● **Task to carry out**
Without changing anything, reproduce every record below.

● **Stored dataset items**
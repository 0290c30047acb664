use super::error::ArtifactServiceError;
use super::model::{ArtifactId, ArtifactKind, StoredArtifact};
use crate::infrastructure::repositories::ArtifactRepository;
use async_trait::async_trait;
use std::sync::Arc;

#[derive(Debug, Clone)]
pub struct ArtifactDownload {
    pub artifact: StoredArtifact,
    pub data: Vec<u8>,
}

pub struct ArtifactService {
    artifact_repo: Arc<ArtifactRepository>,
}

impl ArtifactService {
    pub fn new(artifact_repo: Arc<ArtifactRepository>) -> Self {
        Self { artifact_repo }
    }
}

#[async_trait]
pub trait ArtifactServiceApi: Send + Sync {
    /// Find the downloadable artifact for a path-supplied timestamp.
    ///
    /// The placeholder video wins over the voice-over audio. Ids that are
    /// not well formed resolve to `None` without touching the filesystem.
    async fn locate(&self, raw_id: &str) -> Result<Option<StoredArtifact>, ArtifactServiceError>;

    /// Locate and read an artifact
    async fn fetch(&self, raw_id: &str) -> Result<ArtifactDownload, ArtifactServiceError>;
}

#[async_trait]
impl ArtifactServiceApi for ArtifactService {
    async fn locate(&self, raw_id: &str) -> Result<Option<StoredArtifact>, ArtifactServiceError> {
        let Some(id) = ArtifactId::parse(raw_id) else {
            tracing::warn!(artifact_id = raw_id, "Rejected malformed artifact id");
            return Ok(None);
        };

        for kind in ArtifactKind::DOWNLOADABLE {
            if let Some(artifact) = self.artifact_repo.find(kind, &id).await? {
                return Ok(Some(artifact));
            }
        }

        Ok(None)
    }

    async fn fetch(&self, raw_id: &str) -> Result<ArtifactDownload, ArtifactServiceError> {
        let artifact = self
            .locate(raw_id)
            .await?
            .ok_or(ArtifactServiceError::NotFound)?;

        let data = self.artifact_repo.read(&artifact).await?;

        tracing::info!(
            artifact_id = %artifact.id,
            kind = ?artifact.kind,
            size_bytes = data.len(),
            "Serving artifact"
        );

        Ok(ArtifactDownload { artifact, data })
    }
}
use super::error::VoiceServiceError;
use super::{
    SpeakingRate, SpeechRequest, VoicePreviewRequest, PREVIEW_FALLBACK_TEXT, PREVIEW_TEXT_LIMIT,
};
use crate::domain::artifact::{ArtifactId, ArtifactKind, StoredArtifact};
use crate::infrastructure::repositories::{ArtifactRepository, TtsRepository};
use async_trait::async_trait;
use chrono::Utc;
use std::sync::Arc;

#[derive(Debug, Clone)]
pub struct VoicePreview {
    pub artifact: StoredArtifact,
    pub audio_data: Vec<u8>,
    pub voice: String,
}

#[derive(Debug, Clone)]
pub struct Voiceover {
    pub artifact: StoredArtifact,
    pub voice: String,
    pub size_bytes: usize,
}

pub struct VoiceService {
    tts_repo: Arc<dyn TtsRepository>,
    artifact_repo: Arc<ArtifactRepository>,
    default_voice: String,
}

impl VoiceService {
    pub fn new(
        tts_repo: Arc<dyn TtsRepository>,
        artifact_repo: Arc<ArtifactRepository>,
        default_voice: String,
    ) -> Self {
        Self {
            tts_repo,
            artifact_repo,
            default_voice,
        }
    }
}

#[async_trait]
pub trait VoiceServiceApi: Send + Sync {
    /// Synthesize a short sample of a voice.
    ///
    /// Speaks at most the first 100 characters of the text and stores the
    /// audio as `preview_<unix-seconds>.mp3`.
    async fn preview(&self, request: VoicePreviewRequest) -> Result<VoicePreview, VoiceServiceError>;

    /// Synthesize a whole script and store it as the voice-over for `id`
    async fn narrate(
        &self,
        id: &ArtifactId,
        script: String,
        voice: Option<String>,
        rate: SpeakingRate,
    ) -> Result<Voiceover, VoiceServiceError>;
}

#[async_trait]
impl VoiceServiceApi for VoiceService {
    async fn preview(&self, request: VoicePreviewRequest) -> Result<VoicePreview, VoiceServiceError> {
        let id = ArtifactId::from_unix_seconds(&Utc::now());
        let speech = SpeechRequest {
            text: preview_text(request.text.as_deref().unwrap_or_default()),
            voice: self.resolve_voice(request.voice),
            rate: SpeakingRate::from(request.rate),
        };

        let audio_data = self.synthesize(&speech).await?;
        let artifact = self
            .artifact_repo
            .save(ArtifactKind::Preview, &id, &audio_data)
            .await?;

        Ok(VoicePreview {
            artifact,
            audio_data,
            voice: speech.voice,
        })
    }

    async fn narrate(
        &self,
        id: &ArtifactId,
        script: String,
        voice: Option<String>,
        rate: SpeakingRate,
    ) -> Result<Voiceover, VoiceServiceError> {
        let speech = SpeechRequest {
            text: script,
            voice: self.resolve_voice(voice),
            rate,
        };

        let audio_data = self.synthesize(&speech).await?;
        let artifact = self
            .artifact_repo
            .save(ArtifactKind::Voiceover, id, &audio_data)
            .await?;

        Ok(Voiceover {
            artifact,
            voice: speech.voice,
            size_bytes: audio_data.len(),
        })
    }
}

impl VoiceService {
    /// Empty voice ids fall back to the configured default
    fn resolve_voice(&self, voice: Option<String>) -> String {
        voice
            .filter(|v| !v.is_empty())
            .unwrap_or_else(|| self.default_voice.clone())
    }

    async fn synthesize(&self, speech: &SpeechRequest) -> Result<Vec<u8>, VoiceServiceError> {
        let start_time = std::time::Instant::now();

        tracing::info!(
            provider = self.tts_repo.provider_name(),
            voice = %speech.voice,
            rate = %speech.rate,
            text_length = speech.text.chars().count(),
            "Starting speech synthesis"
        );

        let audio_data = self
            .tts_repo
            .synthesize(speech)
            .await
            .map_err(VoiceServiceError::Dependency)?;

        tracing::info!(
            provider = self.tts_repo.provider_name(),
            latency_ms = start_time.elapsed().as_millis(),
            audio_size_bytes = audio_data.len(),
            "Speech synthesis completed"
        );

        Ok(audio_data)
    }
}

/// First 100 characters of `text`, or the fallback sentence when empty
fn preview_text(text: &str) -> String {
    let truncated: String = text.chars().take(PREVIEW_TEXT_LIMIT).collect();
    if truncated.is_empty() {
        PREVIEW_FALLBACK_TEXT.to_string()
    } else {
        truncated
    }
}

● **Written solution**
repository 0290c30047acb664
use super::error::ArtifactServiceError;
use super::model::{ArtifactId, ArtifactKind, StoredArtifact};
use crate::infrastructure::repositories::ArtifactRepository;
use async_trait::async_trait;
use std::sync::Arc;

#[derive(Debug, Clone)]
pub struct ArtifactDownload {
    pub artifact: StoredArtifact,
    pub data: Vec<u8>,
}

pub struct ArtifactService {
    artifact_repo: Arc<ArtifactRepository>,
}

impl ArtifactService {
    pub fn new(artifact_repo: Arc<ArtifactRepository>) -> Self {
        Self { artifact_repo }
    }
}

#[async_trait]
pub trait ArtifactServiceApi: Send + Sync {
    /// Find the downloadable artifact for a path-supplied timestamp.
    ///
    /// The placeholder video wins over the voice-over audio. Ids that are
    /// not well formed resolve to `None` without touching the filesystem.
    async fn locate(&self, raw_id: &str) -> Result<Option<StoredArtifact>, ArtifactServiceError>;

    /// Locate and read an artifact
    async fn fetch(&self, raw_id: &str) -> Result<ArtifactDownload, ArtifactServiceError>;
}

#[async_trait]
impl ArtifactServiceApi for ArtifactService {
    async fn locate(&self, raw_id: &str) -> Result<Option<StoredArtifact>, ArtifactServiceError> {
        let Some(id) = ArtifactId::parse(raw_id) else {
            tracing::warn!(artifact_id = raw_id, "Rejected malformed artifact id");
            return Ok(None);
        };

        for kind in ArtifactKind::DOWNLOADABLE {
            if let Some(artifact) = self.artifact_repo.find(kind, &id).await? {
                return Ok(Some(artifact));
            }
        }

        Ok(None)
    }

    async fn fetch(&self, raw_id: &str) -> Result<ArtifactDownload, ArtifactServiceError> {
        let artifact = self
            .locate(raw_id)
            .await?
            .ok_or(ArtifactServiceError::NotFound)?;

        let data = self.artifact_repo.read(&artifact).await?;

        tracing::info!(
            artifact_id = %artifact.id,
            kind = ?artifact.kind,
            size_bytes = data.len(),
            "Serving artifact"
        );

        Ok(ArtifactDownload { artifact, data })
    }
}
use super::error::VoiceServiceError;
use super::{
    SpeakingRate, SpeechRequest, VoicePreviewRequest, PREVIEW_FALLBACK_TEXT, PREVIEW_TEXT_LIMIT,
};
use crate::domain::artifact::{ArtifactId, ArtifactKind, StoredArtifact};
use crate::infrastructure::repositories::{ArtifactRepository, TtsRepository};
use async_trait::async_trait;
use chrono::Utc;
use std::sync::Arc;

#[derive(Debug, Clone)]
pub struct VoicePreview {
    pub artifact: StoredArtifact,
    pub audio_data: Vec<u8>,
    pub voice: String,
}

#[derive(Debug, Clone)]
pub struct Voiceover {
    pub artifact: StoredArtifact,
    pub voice: String,
    pub size_bytes: usize,
}

pub struct VoiceService {
    tts_repo: Arc<dyn TtsRepository>,
    artifact_repo: Arc<ArtifactRepository>,
    default_voice: String,
}

impl VoiceService {
    pub fn new(
        tts_repo: Arc<dyn TtsRepository>,
        artifact_repo: Arc<ArtifactRepository>,
        default_voice: String,
    ) -> Self {
        Self {
            tts_repo,
            artifact_repo,
            default_voice,
        }
    }
}

#[async_trait]
pub trait VoiceServiceApi: Send + Sync {
    /// Synthesize a short sample of a voice.
    ///
    /// Speaks at most the first 100 characters of the text and stores the
    /// audio as `preview_<unix-seconds>.mp3`.
    async fn preview(&self, request: VoicePreviewRequest) -> Result<VoicePreview, VoiceServiceError>;

    /// Synthesize a whole script and store it as the voice-over for `id`
    async fn narrate(
        &self,
        id: &ArtifactId,
        script: String,
        voice: Option<String>,
        rate: SpeakingRate,
    ) -> Result<Voiceover, VoiceServiceError>;
}

#[async_trait]
impl VoiceServiceApi for VoiceService {
    async fn preview(&self, request: VoicePreviewRequest) -> Result<VoicePreview, VoiceServiceError> {
        let id = ArtifactId::from_unix_seconds(&Utc::now());
        let speech = SpeechRequest {
            text: preview_text(request.text.as_deref().unwrap_or_default()),
            voice: self.resolve_voice(request.voice),
            rate: SpeakingRate::from(request.rate),
        };

        let audio_data = self.synthesize(&speech).await?;
        let artifact = self
            .artifact_repo
            .save(ArtifactKind::Preview, &id, &audio_data)
            .await?;

        Ok(VoicePreview {
            artifact,
            audio_data,
            voice: speech.voice,
        })
    }

    async fn narrate(
        &self,
        id: &ArtifactId,
        script: String,
        voice: Option<String>,
        rate: SpeakingRate,
    ) -> Result<Voiceover, VoiceServiceError> {
        let speech = SpeechRequest {
            text: script,
            voice: self.resolve_voice(voice),
            rate,
        };

        let audio_data = self.synthesize(&speech).await?;
        let artifact = self
            .artifact_repo
            .save(ArtifactKind::Voiceover, id, &audio_data)
            .await?;

        Ok(Voiceover {
            artifact,
            voice: speech.voice,
            size_bytes: audio_data.len(),
        })
    }
}

impl VoiceService {
    /// Empty voice ids fall back to the configured default
    fn resolve_voice(&self, voice: Option<String>) -> String {
        voice
            .filter(|v| !v.is_empty())
            .unwrap_or_else(|| self.default_voice.clone())
    }

    async fn synthesize(&self, speech: &SpeechRequest) -> Result<Vec<u8>, VoiceServiceError> {
        let start_time = std::time::Instant::now();

        tracing::info!(
            provider = self.tts_repo.provider_name(),
            voice = %speech.voice,
            rate = %speech.rate,
            text_length = speech.text.chars().count(),
            "Starting speech synthesis"
        );

        let audio_data = self
            .tts_repo
            .synthesize(speech)
            .await
            .map_err(VoiceServiceError::Dependency)?;

        tracing::info!(
            provider = self.tts_repo.provider_name(),
            latency_ms = start_time.elapsed().as_millis(),
            audio_size_bytes = audio_data.len(),
            "Speech synthesis completed"
        );

        Ok(audio_data)
    }
}

/// First 100 characters of `text`, or the fallback sentence when empty
fn preview_text(text: &str) -> String {
    let truncated: String = text.chars().take(PREVIEW_TEXT_LIMIT).collect();
    if truncated.is_empty() {
        PREVIEW_FALLBACK_TEXT.to_string()
    } else {
        truncated
    }
}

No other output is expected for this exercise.